- Born: August 17, 1963 (age 62)
- Citizenship: British
- Education: Marple Hall School; MA, The Queen's College, Oxford; PhD, National Institute for Medical Research, London, 1987
- Spouse: Amanda Susan Horsfall (married 1996)
- Awards: ZSL Scientific Medal, 1996; De Snoo van ’t Hoogerhuijs Medal, 1999; FRS, 2003; Genetics Society Medal, 2004; Blaise Pascal Medal, 2005; A.O. Kovalevsky Medal, 2006; Linnean Medal, 2012; ZSL Frink Medal, 2015; Darwin Medal, 2019
- Scientific career
- Fields: Zoology
- Institutions: University of Oxford, University of Reading
- Website: zoo-pholland.zoo.ox.ac.uk/people/holland

= Peter Holland (zoologist) =

Zoologist

Peter William Harold Holland (born 17 August 1963) is a zoologist whose research focuses on how the evolution of animal diversity can be explained through evolution of the genome. He is the current Linacre Professor of Zoology at the University of Oxford, and a Fellow of Merton College, Oxford.

== Life and career ==
After graduating in Zoology from The Queen's College, University of Oxford, in 1984 and obtaining a doctorate in genetics at the National Institute for Medical Research in 1987, Peter Holland held a series of research posts including a Royal Society University Research Fellowship. He become Professor of Zoology at the University of Reading in 1994 at the age of 30. In 2002 he was elected as a Fellow of Merton College and appointed as the 11th Linacre Professor of Zoology at the University of Oxford, where he was head of the Department of Zoology from 2011 to 2016. He was elected to Fellowship of the Royal Society (FRS) in 2003.
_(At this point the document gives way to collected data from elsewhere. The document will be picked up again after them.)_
//! Advisory database.

use std::fmt;
use std::fs;
use std::path::Path;

use semver::{Version, VersionReq};
use serde::Deserialize;

use crate::auditor::AuditError;

const BUILTIN: &str = include_str!("advisories.toml");

/// How bad an advisory is.
#[derive(Debug, Clone, Copy, PartialEq, Eq, PartialOrd, Ord, Deserialize)]
#[serde(rename_all = "lowercase")]
pub enum Severity {
    Low,
    Medium,
    High,
    Critical,
}

impl fmt::Display for Severity {
    fn fmt(&self, f: &mut fmt::Formatter<'_>) -> fmt::Result {
        f.write_str(match self {
            Self::Low => "low",
            Self::Medium => "medium",
            Self::High => "high",
            Self::Critical => "critical",
        })
    }
}

/// One known vulnerability affecting a range of package versions.
#[derive(Debug, Clone, PartialEq, Deserialize)]
pub struct Advisory {
    pub id: String,
    pub package: String,

    /// Semver requirement matching affected versions
    pub vulnerable: String,
    pub severity: Severity,
    pub summary: String,

    #[serde(default)]
    pub url: Option<String>,
}

#[derive(Deserialize)]
struct AdvisoryFile {
    #[serde(default)]
    advisory: Vec<Advisory>,
}

/// Advisories indexed by package with parsed version ranges.
#[derive(Debug, Clone)]
pub struct AdvisoryDb {
    entries: Vec<(Advisory, VersionReq)>,
}

impl AdvisoryDb {
    /// The database compiled into the binary.
    pub fn builtin() -> Self {
        Self::from_toml(BUILTIN, "<builtin>").expect("built-in advisory database is valid")
    }

    /// Load a database from a TOML file.
    pub fn load(path: &Path) -> Result<Self, AuditError> {
        let content = fs::read_to_string(path).map_err(|e| AuditError::Database {
            path: path.display().to_string(),
            message: e.to_string(),
        })?;
        Self::from_toml(&content, &path.display().to_string())
    }

    /// Parse a database; `origin` names the source in errors.
    pub fn from_toml(content: &str, origin: &str) -> Result<Self, AuditError> {
        let file: AdvisoryFile = toml::from_str(content).map_err(|e| AuditError::Database {
            path: origin.to_string(),
            message: e.to_string(),
        })?;

        let entries = file
            .advisory
            .into_iter()
            .map(|advisory| {
                let req = VersionReq::parse(&advisory.vulnerable).map_err(|e| {
                    AuditError::Database {
                        path: origin.to_string(),
                        message: format!("{}: bad range '{}': {}", advisory.id, advisory.vulnerable, e),
                    }
                })?;
                Ok((normalize(advisory), req))
            })
            .collect::<Result<_, AuditError>>()?;

        Ok(Self { entries })
    }

    /// Advisories affecting `package` at `version`.
    pub fn matching(&self, package: &str, version: &Version) -> Vec<&Advisory> {
        let package = package.to_ascii_lowercase();
        self.entries
            .iter()
            .filter(|(advisory, req)| advisory.package == package && req.matches(version))
            .map(|(advisory, _)| advisory)
            .collect()
    }

    pub fn len(&self) -> usize {
        self.entries.len()
    }

    pub fn is_empty(&self) -> bool {
        self.entries.is_empty()
    }
}

fn normalize(mut advisory: Advisory) -> Advisory {
    advisory.package = advisory.package.to_ascii_lowercase();
    advisory
}

#[cfg(test)]
mod tests {
    use super::*;

    #[test]
    fn builtin_database_parses() {
        let db = AdvisoryDb::builtin();

        assert!(db.len() >= 5);
    }

    #[test]
    fn matches_version_ranges() {
        let db = AdvisoryDb::builtin();

        let old = db.matching("jQuery", &Version::new(3, 4, 1));
        let fixed = db.matching("jquery", &Version::new(3, 5, 0));

        assert_eq!(old.len(), 1);
        assert_eq!(old[0].id, "CVE-2020-11022");
        assert!(fixed.is_empty());
        assert_eq!(db.matching("jquery", &Version::new(1, 12, 4)).len(), 2);
    }

    #[test]
    fn rejects_bad_ranges() {
        let toml = r#"
[[advisory]]
id = "X-1"
package = "thing"
vulnerable = "not a range"
severity = "low"
summary = "broken"
"#;

        let result = AdvisoryDb::from_toml(toml, "custom.toml");

        assert!(matches!(result, Err(AuditError::Database { .. })));
    }

    #[test]
    fn severities_order() {
        assert!(Severity::Critical > Severity::High);
        assert!(Severity::Low < Severity::Medium);
    }
}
Peter Holland was a Trustee of the Marine Biological Association from 1998 to 2018, and Research Committee Chair. He became a Trustee of the Earlham Institute in 2019 and became chair of the board of trustees in 2022.

== Publications ==
- Essential Developmental Biology, 1993 (as co-editor)
- The Evolution of Developmental Mechanisms, 1994 (as joint editor)
- Swifter than the Arrow: Wilfred Bartrop, football and war, 2009
- The Animal Kingdom: A Very Short Introduction, 2011. Also published in Japanese in 2014 under the title 動物たちの世界六億年の進化をたどる (The world of animals: tracing 600 million years of evolution), and in Arabic in 2016 as المملكة الحيوانية: مقدمة قصيرة جدًّا.